In “Identity-in-Difference to Avoid Indifference”, Emily S. Lee proposes to recognize the relevance of identity or commonality in the philosophy of race. She does so by proposing a phenomenological analysis of the notion of identity-in-difference. Lee starts from the process of ontologizing of racial differences,the process in which social differences that are marked racially are no longer recognized as social constructs, they are rather naturalized. Lewis Gordon claims that “naturalizing what is socially constructed makes an ontological difference” (314). This emphasis on difference within philosophy of race, Lee holds, can also be seen in Gareth Williams. For him, colonized subjects have difficulties finding a history that does not narrate the lives of those who benefitted from development. Lee’s concern is that these positions might threaten the “possibility of racially distinct subjects sharing a social horizon” (315). This follows from the idea that, according to work in phenomenology and cognitive science, “embodiment influences our cognitive development” (315). The influence of embodiment in our cognitive development might lead to the sedimentation of difference. Lee wishes to show that differences are not relevant enough to disconnect us from one another. To do so, she defends Merleau-Ponty’s notion of identity-in-difference.
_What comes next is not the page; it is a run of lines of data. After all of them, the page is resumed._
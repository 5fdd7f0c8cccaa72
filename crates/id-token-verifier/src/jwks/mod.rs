//! JSON Web Key Set HTTP client.
//!
//! Provides the remote [`KeySource`] used in production:
//! - Connection pooling via reqwest
//! - Retry middleware with exponential backoff for transient failures
//! - Per-key parsing, so one unsupported key does not poison the whole set

use std::time::Duration;

use async_trait::async_trait;
use jsonwebtoken::jwk::{Jwk, JwkSet};
use reqwest::Client;
use reqwest_middleware::{ClientBuilder, ClientWithMiddleware};
use reqwest_retry::{RetryTransientMiddleware, policies::ExponentialBackoff};
use serde::Deserialize;

use crate::config::{Config, api};
use crate::error::{FetchError, FetchResult};
use crate::keyset::KeySource;

/// Fetches the provider's key set over HTTPS.
#[derive(Clone)]
pub struct JwksClient {
    /// HTTP client with middleware.
    client: ClientWithMiddleware,

    /// JWKS endpoint.
    jwks_url: String,
}

/// Wire shape of a key set before individual keys are validated.
#[derive(Deserialize)]
struct RawKeySet {
    #[serde(default)]
    keys: Vec<serde_json::Value>,
}

impl JwksClient {
    /// Create a new client with the given configuration.
    ///
    /// # Errors
    ///
    /// Returns error if HTTP client initialization fails.
    pub fn new(config: &Config) -> anyhow::Result<Self> {
        let mut headers = reqwest::header::HeaderMap::new();
        headers.insert(reqwest::header::ACCEPT, "application/json".parse()?);

        let client = Client::builder()
            .default_headers(headers)
            .user_agent(concat!("id-token-verifier/", env!("CARGO_PKG_VERSION")))
            .timeout(config.request_timeout)
            .connect_timeout(config.connect_timeout)
            .pool_max_idle_per_host(api::MAX_KEEPALIVE)
            .pool_idle_timeout(api::KEEPALIVE_EXPIRY)
            .gzip(true)
            .build()?;

        let retry_policy = ExponentialBackoff::builder()
            .retry_bounds(Duration::from_millis(200), Duration::from_secs(5))
            .build_with_max_retries(config.jwks_max_retries);

        let client = ClientBuilder::new(client)
            .with(RetryTransientMiddleware::new_with_policy(retry_policy))
            .build();

        Ok(Self { client, jwks_url: config.jwks_url.clone() })
    }

    /// The endpoint this client fetches from.
    #[must_use]
    pub fn jwks_url(&self) -> &str {
        &self.jwks_url
    }

    /// Fetch and parse the key set.
    ///
    /// # Errors
    ///
    /// Returns error on transport failure, non-success status, a body that is not
    /// a key set, or a key set with no usable keys.
    pub async fn fetch_jwks(&self) -> FetchResult<JwkSet> {
        tracing::debug!(url = %self.jwks_url, "Fetching JWKS");

        let response = self.client.get(&self.jwks_url).send().await?;
        let response = self.handle_response(response).await?;
        let body = response.bytes().await?;

        let raw: RawKeySet = serde_json::from_slice(&body)?;
        let total = raw.keys.len();

        let keys: Vec<Jwk> = raw
            .keys
            .into_iter()
            .filter_map(|value| match serde_json::from_value::<Jwk>(value) {
                Ok(jwk) => Some(jwk),
                Err(e) => {
                    tracing::warn!(error = %e, "Skipping unparseable JWK");
                    None
                }
            })
            .collect();

        if keys.is_empty() {
            return Err(FetchError::EmptyKeySet);
        }

        tracing::debug!(usable = keys.len(), total, "Fetched JWKS");
        Ok(JwkSet { keys })
    }

    /// Handle key endpoint status codes.
    async fn handle_response(&self, response: reqwest::Response) -> FetchResult<reqwest::Response> {
        let status = response.status();

        if status.is_success() {
            return Ok(response);
        }

        match status.as_u16() {
            429 => {
                let retry_after = response
                    .headers()
                    .get("Retry-After")
                    .and_then(|v| v.to_str().ok())
                    .and_then(|v| v.parse().ok())
                    .unwrap_or(60);

                Err(FetchError::rate_limited(retry_after))
            }
            404 => Err(FetchError::not_found(self.jwks_url.clone())),
            500..=599 => {
                let text = response.text().await.unwrap_or_default();
                Err(FetchError::server(status.as_u16(), text))
            }
            _ => {
                let text = response.text().await.unwrap_or_default();
                Err(FetchError::UnexpectedStatus { status: status.as_u16(), message: text })
            }
        }
    }
}

#[async_trait]
impl KeySource for JwksClient {
    async fn fetch(&self) -> FetchResult<JwkSet> {
        self.fetch_jwks().await
    }
}

impl std::fmt::Debug for JwksClient {
    fn fmt(&self, f: &mut std::fmt::Formatter<'_>) -> std::fmt::Result {
        f.debug_struct("JwksClient").field("jwks_url", &self.jwks_url).finish()
    }
}
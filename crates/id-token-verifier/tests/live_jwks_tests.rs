//! Tests against Google's published key set.
//!
//! Run with: `cargo test --features integration --test live_jwks_tests`
#![cfg(feature = "integration")]

use id_token_verifier::config::api;
use id_token_verifier::{Config, JwksClient, RejectReason, SignedToken, Verifier};

#[tokio::test]
async fn test_google_jwks_is_usable() {
    let client = JwksClient::new(&Config::new("live-test")).unwrap();
    assert_eq!(client.jwks_url(), api::GOOGLE_JWKS_URL);

    let jwks = client.fetch_jwks().await.unwrap();
    assert!(!jwks.keys.is_empty());
    assert!(jwks.keys.iter().all(|k| k.common.key_id.is_some()));
}

#[tokio::test]
async fn test_unknown_kid_against_google() {
    let verifier = Verifier::new(&Config::new("live-test")).unwrap();

    // eyJhbGciOiJSUzI1NiIsImtpZCI6Im5vLXN1Y2gta2lkIn0 = {"alg":"RS256","kid":"no-such-kid"}
    let token = SignedToken::from("eyJhbGciOiJSUzI1NiIsImtpZCI6Im5vLXN1Y2gta2lkIn0.e30.AAAA");
    let result = verifier.verify_configured(&token).await;

    assert_eq!(result.reason(), Some(RejectReason::UnknownKey));
    assert_eq!(verifier.keys().fetch_count(), 2);
}
//! HTTP server for the verify endpoint.
//!
//! Routes:
//! - `POST {verify_path}`: authoritative verification (when enabled)
//! - `GET /health`: liveness
//! - `GET /ready`: readiness with key cache statistics

pub mod transport;

use std::net::SocketAddr;
use std::sync::Arc;

use crate::config::Config;
use crate::verifier::Verifier;

/// Verify endpoint server.
pub struct VerifyServer {
    verifier: Arc<Verifier>,
    config: Config,
}

impl VerifyServer {
    /// Create a server that verifies with `verifier`.
    #[must_use]
    pub const fn new(verifier: Arc<Verifier>, config: Config) -> Self {
        Self { verifier, config }
    }

    /// Create a server with a JWKS-backed verifier built from `config`.
    ///
    /// # Errors
    ///
    /// Returns error if the HTTP client cannot be built.
    pub fn from_config(config: Config) -> anyhow::Result<Self> {
        let verifier = Verifier::new(&config)?;
        Ok(Self::new(Arc::new(verifier), config))
    }

    /// The router this server serves.
    #[must_use]
    pub fn router(&self) -> axum::Router {
        transport::create_router(Arc::clone(&self.verifier), &self.config)
    }

    /// Run the server until Ctrl-C.
    ///
    /// # Errors
    ///
    /// Returns error on bind or server failure.
    pub async fn run_http(self, port: u16) -> anyhow::Result<()> {
        tracing::info!(
            port,
            verify_enabled = self.config.enable_server_verify,
            "Starting verify server"
        );

        let router = self.router();
        let addr = SocketAddr::from(([0, 0, 0, 0], port));

        tracing::info!("HTTP server listening on http://{}", addr);

        let listener = tokio::net::TcpListener::bind(addr).await?;
        axum::serve(listener, router).with_graceful_shutdown(shutdown_signal()).await?;

        tracing::info!("HTTP server shut down");
        Ok(())
    }
}

impl std::fmt::Debug for VerifyServer {
    fn fmt(&self, f: &mut std::fmt::Formatter<'_>) -> std::fmt::Result {
        f.debug_struct("VerifyServer")
            .field("verify_path", &self.config.verify_path)
            .field("enabled", &self.config.enable_server_verify)
            .finish_non_exhaustive()
    }
}

async fn shutdown_signal() {
    if let Err(e) = tokio::signal::ctrl_c().await {
        tracing::error!(error = %e, "Failed to install Ctrl-C handler");
        std::future::pending::<()>().await;
    }
    tracing::info!("Received shutdown signal");
}
//! Authoritative ID token verification.
//!
//! A [`Verifier`] owns the signing key cache and turns a compact token into a
//! [`VerificationResult`]. Every failure is folded into a [`Rejection`](crate::models::Rejection) with a
//! machine-readable reason; nothing here panics or returns an `Err` to the caller.
//!
//! Checks run in a fixed order: structure, key lookup, signature, then claims.
//! Claims are only read once the signature holds.

mod claims;

use std::sync::Arc;

use chrono::Utc;
use jsonwebtoken::jwk::{AlgorithmParameters, Jwk, KeyAlgorithm};
use jsonwebtoken::{Algorithm, DecodingKey};

use crate::config::Config;
use crate::error::{VerifyError, VerifyResult};
use crate::jwks::JwksClient;
use crate::keyset::{KeySetCache, KeySource};
use crate::models::{ParsedToken, RejectReason, SignedToken, VerificationResult, VerifiedIdentity};

use claims::IdTokenClaims;

/// Verifies provider-issued ID tokens against the provider's published keys.
#[derive(Debug)]
pub struct Verifier {
    keys: Arc<KeySetCache>,
    audience: String,
    issuer: String,
    leeway: i64,
}

impl Verifier {
    /// Create a verifier that fetches keys from `config.jwks_url`.
    ///
    /// # Errors
    ///
    /// Returns error if the HTTP client cannot be built.
    pub fn new(config: &Config) -> anyhow::Result<Self> {
        let source = JwksClient::new(config)?;
        Ok(Self::with_source(Arc::new(source), config))
    }

    /// Create a verifier over an arbitrary key source.
    #[must_use]
    pub fn with_source(source: Arc<dyn KeySource>, config: &Config) -> Self {
        Self::with_cache(Arc::new(KeySetCache::new(source, config)), config)
    }

    /// Create a verifier sharing an existing key cache.
    #[must_use]
    pub fn with_cache(keys: Arc<KeySetCache>, config: &Config) -> Self {
        Self {
            keys,
            audience: config.client_id.clone(),
            issuer: config.issuer.clone(),
            leeway: config.leeway_secs(),
        }
    }

    /// The key cache backing this verifier.
    #[must_use]
    pub const fn keys(&self) -> &Arc<KeySetCache> {
        &self.keys
    }

    /// Verify against the configured client id and issuer.
    pub async fn verify_configured(&self, token: &SignedToken) -> VerificationResult {
        self.verify(token, &self.audience, &self.issuer).await
    }

    /// Verify a token for the given audience and issuer at the current time.
    pub async fn verify(
        &self,
        token: &SignedToken,
        expected_audience: &str,
        expected_issuer: &str,
    ) -> VerificationResult {
        self.verify_at(token, expected_audience, expected_issuer, Utc::now().timestamp()).await
    }

    /// Verify as of `now` (UNIX seconds).
    pub async fn verify_at(
        &self,
        token: &SignedToken,
        expected_audience: &str,
        expected_issuer: &str,
        now: i64,
    ) -> VerificationResult {
        match self.try_verify(token, expected_audience, expected_issuer, now).await {
            Ok(identity) => {
                tracing::info!(subject = %identity.subject, "ID token verified");
                VerificationResult::Verified(identity)
            }
            Err(e) => {
                let rejection = e.to_rejection();
                if rejection.reason == RejectReason::KeyFetchFailed {
                    tracing::warn!(reason = %rejection.reason, error = %e, "ID token not verified");
                } else {
                    tracing::info!(reason = %rejection.reason, error = %e, "ID token rejected");
                }
                VerificationResult::Rejected(rejection)
            }
        }
    }

    async fn try_verify(
        &self,
        token: &SignedToken,
        expected_audience: &str,
        expected_issuer: &str,
        now: i64,
    ) -> VerifyResult<VerifiedIdentity> {
        if token.is_blank() {
            return Err(VerifyError::MissingCredential);
        }

        let parsed = token.parse()?;
        let jwk = self.keys.resolve(parsed.header.kid.as_deref()).await?;
        verify_signature(&parsed, &jwk)?;

        IdTokenClaims::from_unverified(&parsed.claims)?.validate(
            expected_audience,
            expected_issuer,
            now,
            self.leeway,
        )
    }
}

/// Check the token signature under `jwk`.
///
/// Only asymmetric algorithms are accepted, and the key's type (and `alg`, if
/// it declares one) must agree with the token header.
fn verify_signature(parsed: &ParsedToken, jwk: &Jwk) -> VerifyResult<()> {
    let alg = parsed.header.alg;

    if !key_supports(jwk, alg) {
        return Err(VerifyError::invalid_signature(format!(
            "{alg:?} not usable with this key"
        )));
    }
    if let Some(key_alg) = &jwk.common.key_algorithm {
        if signing_algorithm(key_alg) != Some(alg) {
            return Err(VerifyError::invalid_signature(format!(
                "key is for {key_alg:?}, token uses {alg:?}"
            )));
        }
    }

    let key = DecodingKey::from_jwk(jwk)
        .map_err(|e| VerifyError::invalid_signature(format!("unusable key: {e}")))?;

    match jsonwebtoken::crypto::verify(
        &parsed.signature,
        parsed.signing_input.as_bytes(),
        &key,
        alg,
    ) {
        Ok(true) => Ok(()),
        Ok(false) => Err(VerifyError::invalid_signature("signature mismatch")),
        Err(e) => Err(VerifyError::invalid_signature(e.to_string())),
    }
}

/// Signature algorithm a JWK `alg` names. Key-encryption algorithms map to `None`.
fn signing_algorithm(key_alg: &KeyAlgorithm) -> Option<Algorithm> {
    match key_alg {
        KeyAlgorithm::HS256 => Some(Algorithm::HS256),
        KeyAlgorithm::HS384 => Some(Algorithm::HS384),
        KeyAlgorithm::HS512 => Some(Algorithm::HS512),
        KeyAlgorithm::ES256 => Some(Algorithm::ES256),
        KeyAlgorithm::ES384 => Some(Algorithm::ES384),
        KeyAlgorithm::RS256 => Some(Algorithm::RS256),
        KeyAlgorithm::RS384 => Some(Algorithm::RS384),
        KeyAlgorithm::RS512 => Some(Algorithm::RS512),
        KeyAlgorithm::PS256 => Some(Algorithm::PS256),
        KeyAlgorithm::PS384 => Some(Algorithm::PS384),
        KeyAlgorithm::PS512 => Some(Algorithm::PS512),
        KeyAlgorithm::EdDSA => Some(Algorithm::EdDSA),
        _ => None,
    }
}

/// Key family check. Symmetric keys never verify provider tokens.
fn key_supports(jwk: &Jwk, alg: Algorithm) -> bool {
    match &jwk.algorithm {
        AlgorithmParameters::RSA(_) => matches!(
            alg,
            Algorithm::RS256
                | Algorithm::RS384
                | Algorithm::RS512
                | Algorithm::PS256
                | Algorithm::PS384
                | Algorithm::PS512
        ),
        AlgorithmParameters::EllipticCurve(_) => {
            matches!(alg, Algorithm::ES256 | Algorithm::ES384)
        }
        AlgorithmParameters::OctetKeyPair(_) => matches!(alg, Algorithm::EdDSA),
        AlgorithmParameters::OctetKey(_) => false,
    }
}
The paper that closes this compilation is “What is Feminist Phenomenology? Looking Backward and into the Future” by Silvia Stoller. In this paper, Stoller goes through the history of feminist phenomenology to offer, as well, an account of its future horizons. She begins with an account of the two phases that constituted feminist phenomenology. The publication of de Beauvoir’s The Second Sex in 1949 was followed by the post-structuralist phase of feminism in the 1980’s. In the 1990’s a phase of institutionalisation followed this first stage. Stoller recognizes Edith Stein, Gerda Walther, and Hannah Arendt as early feminist phenomenologists. For her, historical research into these figures is an important part of feminist phenomenology, however, it does not exhaust the framework. Feminist phenomenology is, in addition, interested in an understanding of experience that recognizes its situated, embodied, historical character. In other words, an understanding of experience as multiple. Feminist phenomenology also involves the dialogue with other important figures within phenomenology such as Merleau-Ponty, Lévinas, Husserl, and Heidegger. Finally, this discipline also called for the dialogue with post-structuralism and its criticisms of phenomenology. Nowadays, Stoller claims, these two approaches do not seem to oppose each other. Rather, the two can complement each other in a meaningful way (336). The author takes this to be an open movement. She claims that: “the future of feminist phenomenology can be sustained only by continuing to preserve its heterogeneity and cultivating its diverse orientations. It was never – as is the case with phenomenology itself – a fully developed theory” (343).

Concluding Remarks
The constant turning back to the past from the authors of this compilation, and the way they build from this reflection new possibilities confirms the methodology of feminist phenomenology that is advanced in this volume. This discipline involves the recognition of new alternatives in our current situation, alternatives that stem from past reflections, commitments, and actions. In the way the editors knit the guiding thread of this volume, as well as in the introductory chapters, they advance an extremely interesting reflection on the methodology of feminist phenomenology and its future path, exemplified and enriched in each of the papers. The authors of this compilation offer a phenomenological analysis that engages not only with previous works on feminist phenomenology, but also with works that have been challenged before by the feminist tradition, and with works that belong to other frameworks and disciplines. Anyone working on feminist theory, in general, will be greatly benefitted by exploring these works, and discussing their contributions. Furthermore, they offer important contributions to discussions within philosophy of mind, philosophy of race, linguistics, leadership research, bioethics, anthropology, narrative medicine, among others, thus showing the reach of the project of feminist phenomenology.